▶ _WHAT TO DO_
Search the data below for "guest" and report how many lines contain it, with no other text.

▶ _DATA FOR THIS EXERCISE_

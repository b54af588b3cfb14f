//! In-process caching: a generic TTL cache and the guest repository wrapper built on it

pub mod guest;
pub mod keys;
pub mod ttl;

pub use guest::{GuestCache, GUEST_CACHE_TTL};
pub use keys::CacheKey;
pub use ttl::{TtlCache, DEFAULT_SWEEP_INTERVAL};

▶ _ANSWER FOR THE TASK_
3